91Ó°ÊÓ

Decomposition reactions are a type of chemical reaction where a single compound breaks down into two or more simpler substances. In the given exercise, the compound \(\mathrm{N}_2\mathrm{O}_4\) undergoes decomposition to form \(\mathrm{NO}_2\). This reaction can be represented as:\[\mathrm{N}_2\mathrm{O}_4(g) \rightarrow 2\mathrm{NO}_2(g)\]The reaction indicates that one mole of \(\mathrm{N}_2\mathrm{O}_4\) produces two moles of \(\mathrm{NO}_2\). When dealing with decomposition reactions:

• Pay attention to the stoichiometry, which provides the mole ratio between reactants and products.
• Understand which compounds participate and how they transform into different products.
• Recognize that such reactions typically require some form of energy input, like heating, to proceed.

In this exercise, by heating to 600K, 20% of \(\mathrm{N}_2\mathrm{O}_4\) decomposes into \(\mathrm{NO}_2\), showcasing the practical application of decomposition in changing chemical states.

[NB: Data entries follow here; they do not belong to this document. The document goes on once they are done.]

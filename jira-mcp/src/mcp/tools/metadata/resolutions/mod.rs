//! Resolution taxonomy tool for MCP operations

use crate::mcp::responses::json_response;
use crate::mcp::shared_utils::McpErrorHandler;
use crate::mcp::tool_registry::{McpTool, ToolContext};
use async_trait::async_trait;
use rmcp::model::CallToolResult;
use rmcp::Error as McpError;

/// Tool for enumerating resolutions
#[derive(Default)]
pub struct GetResolutionsTool;

impl GetResolutionsTool {
    /// Creates a new instance of the GetResolutionsTool
    pub fn new() -> Self {
        Self
    }
}

#[async_trait]
impl McpTool for GetResolutionsTool {
    fn name(&self) -> &'static str {
        "get_resolutions"
    }

    fn title(&self) -> &'static str {
        "Get Resolutions"
    }

    fn description(&self) -> &'static str {
        "Enumerate the resolution taxonomy"
    }

    fn read_only(&self) -> bool {
        true
    }

    fn schema(&self) -> serde_json::Value {
        serde_json::json!({
            "type": "object",
            "properties": {},
            "required": []
        })
    }

    async fn execute(
        &self,
        _arguments: serde_json::Map<String, serde_json::Value>,
        context: &ToolContext,
    ) -> std::result::Result<CallToolResult, McpError> {
        match context.client.resolutions().await {
            Ok(resolutions) => Ok(json_response(&resolutions)),
            Err(e) => Err(McpErrorHandler::handle_error(e, "get_resolutions")),
        }
    }
}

The ideal gas law is a fundamental equation in chemistry that relates the pressure, volume, temperature, and number of moles of an ideal gas. It is expressed as:\[\text{PV} = \text{nRT}\]where

• \(P\) stands for pressure,
• \(V\) is volume,
• \(n\) denotes the number of moles,
• \(R\) is the ideal gas constant, and
• \(T\) represents temperature in Kelvin.

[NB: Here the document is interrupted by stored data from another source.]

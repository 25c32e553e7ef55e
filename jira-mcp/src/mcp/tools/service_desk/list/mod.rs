//! Service-desk listing tool for MCP operations
//!
//! Shares the absent-subsystem rule with the support probe: a 404/501
//! yields an empty list, anything else propagates.

use crate::mcp::responses::json_response;
use crate::mcp::shared_utils::McpErrorHandler;
use crate::mcp::tool_registry::{McpTool, ToolContext};
use async_trait::async_trait;
use rmcp::model::CallToolResult;
use rmcp::Error as McpError;
use serde_json::{json, Value};

/// Tool listing service desks
#[derive(Default)]
pub struct GetServiceDesksTool;

impl GetServiceDesksTool {
    /// Creates a new instance of the GetServiceDesksTool
    pub fn new() -> Self {
        Self
    }
}

#[async_trait]
impl McpTool for GetServiceDesksTool {
    fn name(&self) -> &'static str {
        "get_service_desks"
    }

    fn title(&self) -> &'static str {
        "Get Service Desks"
    }

    fn description(&self) -> &'static str {
        "List service desks. Deployments without the service-desk subsystem yield an \
         empty list."
    }

    fn read_only(&self) -> bool {
        true
    }

    fn schema(&self) -> serde_json::Value {
        serde_json::json!({
            "type": "object",
            "properties": {},
            "required": []
        })
    }

    async fn execute(
        &self,
        _arguments: serde_json::Map<String, serde_json::Value>,
        context: &ToolContext,
    ) -> std::result::Result<CallToolResult, McpError> {
        match context.client.service_desks().await {
            Ok(Value::Null) => Ok(json_response(&json!([]))),
            Ok(desks) => Ok(json_response(&desks)),
            Err(e) if e.is_subsystem_absent() => {
                tracing::debug!("Service desk subsystem absent: {e}");
                Ok(json_response(&json!([])))
            }
            Err(e) => Err(McpErrorHandler::handle_error(e, "get_service_desks")),
        }
    }
}

#[cfg(test)]
mod tests {
    use super::*;
    use crate::test_utils::RecordingJira;
    use rmcp::model::RawContent;
    use std::sync::Arc;

    #[tokio::test]
    async fn test_absent_subsystem_yields_empty_list_not_error() {
        let fake = Arc::new(RecordingJira::new());
        fake.fail_with_status("get_service_desks", 404, "unsupported");
        let context = ToolContext::new(fake);

        let result = GetServiceDesksTool::new()
            .execute(serde_json::Map::new(), &context)
            .await
            .unwrap();

        assert_eq!(result.is_error, Some(false));
        let RawContent::Text(text) = &result.content[0].raw else {
            panic!("expected text content");
        };
        let payload: serde_json::Value = serde_json::from_str(&text.text).unwrap();
        assert_eq!(payload, json!([]));
    }

    #[tokio::test]
    async fn test_permission_failure_is_not_swallowed() {
        let fake = Arc::new(RecordingJira::new());
        fake.fail_with_status("get_service_desks", 403, "forbidden");
        let context = ToolContext::new(fake);

        let result = GetServiceDesksTool::new()
            .execute(serde_json::Map::new(), &context)
            .await;
        assert!(result.is_err());
    }
}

This equation is useful for predicting how gases will react to changes in temperature, pressure, or volume. In cases where temperature and/or volume changes are not specified, they are typically assumed to be constant or can be considered in a comparable initial and final state, which allows solving for pressure changes. In the exercise, although precise temperature and volume values aren't provided, it's highlighted that as the moles change, the pressure adjusts proportionally, which follows the ideal gas law's logic.

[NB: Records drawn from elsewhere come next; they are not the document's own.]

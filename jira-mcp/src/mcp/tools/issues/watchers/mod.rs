//! Watcher listing tool for MCP operations

use crate::mcp::responses::json_response;
use crate::mcp::shared_utils::McpErrorHandler;
use crate::mcp::tool_registry::{BaseToolImpl, McpTool, ToolContext};
use crate::mcp::types::IssueKeyRequest;
use async_trait::async_trait;
use rmcp::model::CallToolResult;
use rmcp::Error as McpError;

/// Tool for listing an issue's watchers
#[derive(Default)]
pub struct GetWatchersTool;

impl GetWatchersTool {
    /// Creates a new instance of the GetWatchersTool
    pub fn new() -> Self {
        Self
    }
}

#[async_trait]
impl McpTool for GetWatchersTool {
    fn name(&self) -> &'static str {
        "get_watchers"
    }

    fn title(&self) -> &'static str {
        "Get Watchers"
    }

    fn description(&self) -> &'static str {
        "List the accounts watching an issue"
    }

    fn read_only(&self) -> bool {
        true
    }

    fn schema(&self) -> serde_json::Value {
        serde_json::json!({
            "type": "object",
            "properties": {
                "key": {
                    "type": "string",
                    "description": "Issue key"
                }
            },
            "required": ["key"]
        })
    }

    async fn execute(
        &self,
        arguments: serde_json::Map<String, serde_json::Value>,
        context: &ToolContext,
    ) -> std::result::Result<CallToolResult, McpError> {
        let request: IssueKeyRequest = BaseToolImpl::parse_arguments(arguments)?;
        match context.client.watchers(&request.key).await {
            Ok(watchers) => Ok(json_response(&watchers)),
            Err(e) => Err(McpErrorHandler::handle_error(e, "get_watchers")),
        }
    }
}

The mole concept is crucial for understanding chemical reactions, including decomposition. A mole is a unit that measures the amount of substance, and Avogadro’s number, \(6.022 \times 10^{23}\), defines the number of representative particles in a mole.In the given problem:

• We start with 1 mole of \(\mathrm{N}_2\mathrm{O}_4\).
• 20% decomposes, meaning 0.2 moles of \(\mathrm{N}_2\mathrm{O}_4\) are converted into \(\mathrm{NO}_2\).
• The decomposition equation shows that 0.2 moles of \(\mathrm{N}_2\mathrm{O}_4\) produce 0.4 moles of \(\mathrm{NO}_2\) due to stoichiometry.
• Thus, after decomposition, we have 0.8 moles of \(\mathrm{N}_2\mathrm{O}_4\) and 0.4 moles of \(\mathrm{NO}_2\) in the container.

Understanding these conversions is key to predicting the outcome of chemical processes and is foundational for calculating reactants and products in balanced equations.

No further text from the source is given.